The Ethics of Autonomous Weapons Systems

Drones have proved to be a transformative innovation for 21st century warfare. Ukraine’s recent attacks on Russian cruise missile carrier aircraft have proven, among many other examples, the utility of drones. The use of drones in warfare has developed significantly since 2014, when cheaper first-person view (FPV) drones were extensively used in the Russian invasion of Crimea. Both sides, including Ukrainian and pro-Russian separatists, used drones extensively in the later stages of the 2014 conflict, specifically for reconnaissance. Their reliability and relatively low cost made them useful. Later on, ISIS used drones as kamikaze weapons during the Battle of Mosul in 2016 for surveillance. Given the clear advantages of drone use, the U.S., among other countries, is realizing that autonomous systems are the next step in the expansion of the role of unmanned systems in combat. As the Department of Defense described in 2024, 70 percent of the Defense Advanced Research Projects Agency’s programs interact with artificial intelligence in one way or another—many through the development of unmanned autonomous systems. If developed and used in a widespread setting, autonomous weapons could permanently alter how countries approach warfare. While they are both unmanned, there are key differences between a drone with a human operator and one with an autonomous system. An autonomous system can maneuver, detect targets, and make combat decisions all without human intervention. This poses new ethical challenges for the existing structure of warfare. 

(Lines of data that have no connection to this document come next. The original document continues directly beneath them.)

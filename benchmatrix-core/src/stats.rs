//! Central-tendency estimators and the improve/regress decision rule

use crate::capture::SampleSet;
use serde::{Deserialize, Serialize};
use std::cmp::Ordering;
use std::fmt;
use std::str::FromStr;

/// Fraction trimmed from each end by [`Estimator::TrimmedMean`]
pub const TRIM_FRACTION: f64 = 0.10;

/// Relative change below which a difference is never reported
pub const DEFAULT_THRESHOLD: f64 = 0.05;

/// Estimator applied uniformly to baseline and variant samples
#[derive(Debug, Clone, Copy, Default, PartialEq, Eq, Serialize, Deserialize)]
#[serde(rename_all = "kebab-case")]
pub enum Estimator {
    #[default]
    Median,
    Mean,
    TrimmedMean,
}

impl Estimator {
    #[must_use]
    pub fn estimate(self, samples: &SampleSet) -> f64 {
        let values = samples.samples();
        match self {
            Self::Median => median(values),
            Self::Mean => mean(values),
            Self::TrimmedMean => {
                let sorted = sorted(values);
                let cut = (sorted.len() as f64 * TRIM_FRACTION).floor() as usize;
                mean(&sorted[cut..sorted.len() - cut])
            }
        }
    }
}

impl fmt::Display for Estimator {
    fn fmt(&self, f: &mut fmt::Formatter<'_>) -> fmt::Result {
        match self {
            Self::Median => write!(f, "median"),
            Self::Mean => write!(f, "mean"),
            Self::TrimmedMean => write!(f, "trimmed-mean"),
        }
    }
}

impl FromStr for Estimator {
    type Err = String;

    fn from_str(value: &str) -> Result<Self, Self::Err> {
        match value {
            "median" => Ok(Self::Median),
            "mean" => Ok(Self::Mean),
            "trimmed-mean" => Ok(Self::TrimmedMean),
            other => Err(format!(
                "unknown estimator '{other}' (expected median, mean or trimmed-mean)"
            )),
        }
    }
}

/// Outcome of comparing one variant against the baseline for one case
#[derive(Debug, Clone, Copy, PartialEq, Eq, Hash, Serialize, Deserialize)]
#[serde(rename_all = "kebab-case")]
pub enum Verdict {
    Improved,
    Regressed,
    Inconclusive,
    NotMeasured,
}

impl Verdict {
    #[must_use]
    pub const fn label(self) -> &'static str {
        match self {
            Self::Improved => "improved",
            Self::Regressed => "regressed",
            Self::Inconclusive => "inconclusive",
            Self::NotMeasured => "not measured",
        }
    }
}

impl fmt::Display for Verdict {
    fn fmt(&self, f: &mut fmt::Formatter<'_>) -> fmt::Result {
        f.write_str(self.label())
    }
}

impl FromStr for Verdict {
    type Err = String;

    fn from_str(value: &str) -> Result<Self, Self::Err> {
        match value {
            "improved" => Ok(Self::Improved),
            "regressed" => Ok(Self::Regressed),
            "inconclusive" => Ok(Self::Inconclusive),
            "not measured" => Ok(Self::NotMeasured),
            other => Err(format!("unknown verdict '{other}'")),
        }
    }
}

/// Decision parameters shared by every comparison in a report
#[derive(Debug, Clone, Copy, PartialEq, Serialize, Deserialize)]
#[serde(default)]
pub struct ComparisonPolicy {
    pub estimator: Estimator,
    /// Minimum |relative change| before a difference counts
    pub threshold: f64,
    /// Also require the two sample spreads to be disjoint
    pub dispersion_check: bool,
}

impl Default for ComparisonPolicy {
    fn default() -> Self {
        Self {
            estimator: Estimator::Median,
            threshold: DEFAULT_THRESHOLD,
            dispersion_check: true,
        }
    }
}

impl ComparisonPolicy {
    /// Changes inside `[-threshold, +threshold]` are inconclusive, as are
    /// changes whose sample spreads overlap when the dispersion check is on.
    #[must_use]
    pub fn classify(&self, relative_change: f64, baseline: &SampleSet, variant: &SampleSet) -> Verdict {
        if !relative_change.is_finite() || relative_change.abs() <= self.threshold {
            return Verdict::Inconclusive;
        }
        if self.dispersion_check && spreads_overlap(spread(baseline), spread(variant)) {
            return Verdict::Inconclusive;
        }
        if relative_change < 0.0 {
            Verdict::Improved
        } else {
            Verdict::Regressed
        }
    }
}

/// `(variant - baseline) / baseline`; NaN when the baseline estimate is zero
#[must_use]
pub fn relative_change(baseline_estimate: f64, variant_estimate: f64) -> f64 {
    if baseline_estimate == 0.0 {
        return f64::NAN;
    }
    (variant_estimate - baseline_estimate) / baseline_estimate
}

/// `[min, max]` of a sample set
#[must_use]
pub fn spread(samples: &SampleSet) -> (f64, f64) {
    samples
        .samples()
        .iter()
        .fold((f64::INFINITY, f64::NEG_INFINITY), |(lo, hi), s| {
            (lo.min(*s), hi.max(*s))
        })
}

fn spreads_overlap(a: (f64, f64), b: (f64, f64)) -> bool {
    a.0 <= b.1 && b.0 <= a.1
}

fn sorted(values: &[f64]) -> Vec<f64> {
    let mut sorted = values.to_vec();
    sorted.sort_by(|a, b| a.partial_cmp(b).unwrap_or(Ordering::Equal));
    sorted
}

fn median(values: &[f64]) -> f64 {
    let sorted = sorted(values);
    let mid = sorted.len() / 2;
    if sorted.len() % 2 == 0 {
        (sorted[mid - 1] + sorted[mid]) / 2.0
    } else {
        sorted[mid]
    }
}

fn mean(values: &[f64]) -> f64 {
    values.iter().sum::<f64>() / values.len() as f64
}

#[cfg(test)]
mod tests {
    use super::*;

    fn set(values: &[f64]) -> SampleSet {
        SampleSet::new(values.to_vec()).unwrap()
    }

    #[test]
    fn estimators() {
        let samples = set(&[5.0, 1.0, 3.0, 100.0, 2.0, 4.0, 3.0, 2.0, 4.0, 1.0]);
        assert!((Estimator::Median.estimate(&samples) - 3.0).abs() < 1e-9);
        assert!((Estimator::Mean.estimate(&samples) - 12.5).abs() < 1e-9);
        // 10% trimmed from each end drops the 1.0 and the 100.0 outlier
        assert!((Estimator::TrimmedMean.estimate(&samples) - 3.0).abs() < 1e-9);
    }

    #[test]
    fn twenty_percent_faster_is_improved() {
        let policy = ComparisonPolicy::default();
        let baseline = set(&[99.0, 100.0, 101.0]);
        let variant = set(&[79.0, 80.0, 81.0]);
        let change = relative_change(
            policy.estimator.estimate(&baseline),
            policy.estimator.estimate(&variant),
        );
        assert!((change + 0.20).abs() < 1e-12);
        assert_eq!(policy.classify(change, &baseline, &variant), Verdict::Improved);
    }

    #[test]
    fn small_change_is_inconclusive() {
        let policy = ComparisonPolicy::default();
        let baseline = set(&[100.0]);
        let variant = set(&[100.5]);
        let change = relative_change(100.0, 100.5);
        assert_eq!(policy.classify(change, &baseline, &variant), Verdict::Inconclusive);
    }

    #[test]
    fn overlapping_spreads_are_inconclusive() {
        let policy = ComparisonPolicy::default();
        let baseline = set(&[80.0, 100.0, 130.0]);
        let variant = set(&[90.0, 120.0, 150.0]);
        assert_eq!(policy.classify(0.20, &baseline, &variant), Verdict::Inconclusive);

        let lenient = ComparisonPolicy {
            dispersion_check: false,
            ..policy
        };
        assert_eq!(lenient.classify(0.20, &baseline, &variant), Verdict::Regressed);
    }

    #[test]
    fn zero_baseline_is_inconclusive() {
        assert!(relative_change(0.0, 5.0).is_nan());
        let policy = ComparisonPolicy::default();
        assert_eq!(
            policy.classify(f64::NAN, &set(&[0.0]), &set(&[5.0])),
            Verdict::Inconclusive
        );
    }

    #[test]
    fn verdict_labels_parse_back() {
        for verdict in [
            Verdict::Improved,
            Verdict::Regressed,
            Verdict::Inconclusive,
            Verdict::NotMeasured,
        ] {
            assert_eq!(verdict.label().parse::<Verdict>().unwrap(), verdict);
        }
    }
}
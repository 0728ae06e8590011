//! CLI module organization

pub mod commands;
pub mod execute;

pub use commands::{Cli, Commands, EnvironmentArgs, ReportArgs};
pub use execute::execute;
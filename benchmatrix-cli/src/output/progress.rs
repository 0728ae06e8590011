//! Progress spinners for matrix runs

use benchmatrix_core::{MatrixError, RunObserver, Variant};
use indicatif::{MultiProgress, ProgressBar, ProgressStyle};
use std::collections::HashMap;
use std::sync::Mutex;
use std::time::Duration;

const SPINNER_TEMPLATE: &str = "{spinner:.cyan} [{elapsed_precise}] {msg}";

/// One spinner per running variant
pub struct ProgressObserver {
    multi: MultiProgress,
    bars: Mutex<HashMap<String, ProgressBar>>,
}

impl ProgressObserver {
    #[must_use]
    pub fn new() -> Self {
        Self {
            multi: MultiProgress::new(),
            bars: Mutex::new(HashMap::new()),
        }
    }

    fn take(&self, variant: &Variant) -> Option<ProgressBar> {
        self.bars
            .lock()
            .ok()
            .and_then(|mut bars| bars.remove(&variant.name))
    }
}

impl Default for ProgressObserver {
    fn default() -> Self {
        Self::new()
    }
}

impl RunObserver for ProgressObserver {
    fn matrix_started(&self, variants: &[Variant]) {
        let names: Vec<&str> = variants.iter().map(|v| v.name.as_str()).collect();
        let _ = self
            .multi
            .println(format!("Running {} variant(s): {}", names.len(), names.join(", ")));
    }

    fn variant_started(&self, variant: &Variant) {
        let bar = self.multi.add(spinner(&format!("{}: running", variant.name)));
        if let Ok(mut bars) = self.bars.lock() {
            bars.insert(variant.name.clone(), bar);
        }
    }

    fn variant_finished(&self, variant: &Variant, elapsed: Duration, capture_bytes: usize) {
        if let Some(bar) = self.take(variant) {
            bar.finish_with_message(format!(
                "{}: done in {:.1}s ({capture_bytes} bytes captured)",
                variant.name,
                elapsed.as_secs_f64()
            ));
        }
    }

    fn variant_failed(&self, variant: &Variant, error: &MatrixError) {
        if let Some(bar) = self.take(variant) {
            let reason = error.to_string();
            let first_line = reason.lines().next().unwrap_or_default().to_string();
            bar.abandon_with_message(format!("{}: {first_line}", variant.name));
        }
    }
}

#[must_use]
pub fn spinner(operation: &str) -> ProgressBar {
    let spinner = ProgressBar::new_spinner();
    spinner.set_style(
        ProgressStyle::default_spinner()
            .template(SPINNER_TEMPLATE)
            .unwrap_or_else(|_| ProgressStyle::default_spinner()),
    );
    spinner.set_message(operation.to_string());
    spinner.enable_steady_tick(Duration::from_millis(80));
    spinner
}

The Defense Innovation Portal, a platform to submit proposals to the Department of Defense, shows the U.S. military’s push towards autonomous systems. Recently, requests by the U.S. Army for artificial intelligence-based autonomous systems have become more and more prevalent. This also reflects the programs and doctrines undertaken by the U.S. Army. $13.2 billion was recently allocated to the Armies Next Generation Combat Vehicles program (NGCV), which centers around an optionally-manned autonomous robotic system. The NGCV is planned to replace the Bradley Fighting Vehicle and “bring transformative flexibility and lethality to the battlefield,” according to the U.S. Army. 

Part of the logic behind the army acquiring autonomous systems is that these systems would fix many of the issues that plague human-operated drones. Autonomous systems would cut down significantly on the number of personnel required and allow infantry to focus on their already significant tactical responsibilities. Artificial intelligence is also the next step in the arms race of signal jamming, which is when combatants disrupt or tamper with the signal being relayed to drones or similar devices. Jamming guns emit strong electromagnetic frequencies in order to tamper with the link between the drone operator and its system. These usually crash the drone or force its return to the operator or preset location.  In Ukraine, this tactic is being utilized by both the Ukrainian and Russian militaries to combat FPV as well as other drones; this tactic is also used similarly in other conflicts across the world. 

Autonomous systems with artificial intelligence can easily circumvent these issues. In a situation where jamming is employed, AI systems don’t require that link because they are able to make decisions for themselves and can later return to friendly territory following mission completion. Usually, that signal is used by combatants to track and identify drones in the area they’re operating in. Once that drone signal is locked onto, the location of the drone and that of the operator are revealed, making them targets. However, artificial intelligence also surmounts that issue. If autonomous systems only sparingly use that signal to relay mission changes, ammunition counts, and other details, instead of relying 24/7 on human-guided decision making, the stealth capabilities of drones would increase dramatically. 

Finally, autonomous drone swarms could contribute significantly to breaking anti-access area denial (A2/AD)—a layered defense system used to prevent enemy forces from accessing an area. In naval combat, the layered defense system plan is used by creating several layers of interception. Should the enemy launch a cruise missile towards a carrier strike group, there are multiple missile interception systems it has to move through. The missile would have to bypass long-range SM-6s, F/A-18s, and point defense systems. An autonomous drone swarm would completely change layered defense through sheer numbers. Instead of an expensive drone or missile such as a tomahawk or MQ-9, an artificial intelligence-based swarm of drones with massive losses built-in can breach these layers of defense. This is only possible with autonomy, since not every drone in a swarm of this size can be controlled by a human operator while relying on a numbers advantage. 

From a purely tactical point of view, pushing for full autonomy development is a sound battle strategy, but the lack of human monitoring of autonomous weapon systems is a point of contention. This argument concerns the ethical principle of “human in the loop,” which refers to how much human decision-making should play in an autonomous attack path. The current system, which requires a human pilot to give the greenlight before allowing a drone to engage, places more responsibility on people but also reduces the efficiency of these systems. A fully autonomous system could have practical combat advantages but leads to ethical questions regarding possible violations of the rules of engagement, which is a war crime. While fully autonomous systems could help America win the wars of the future, humans should still give the go-aheads for these systems.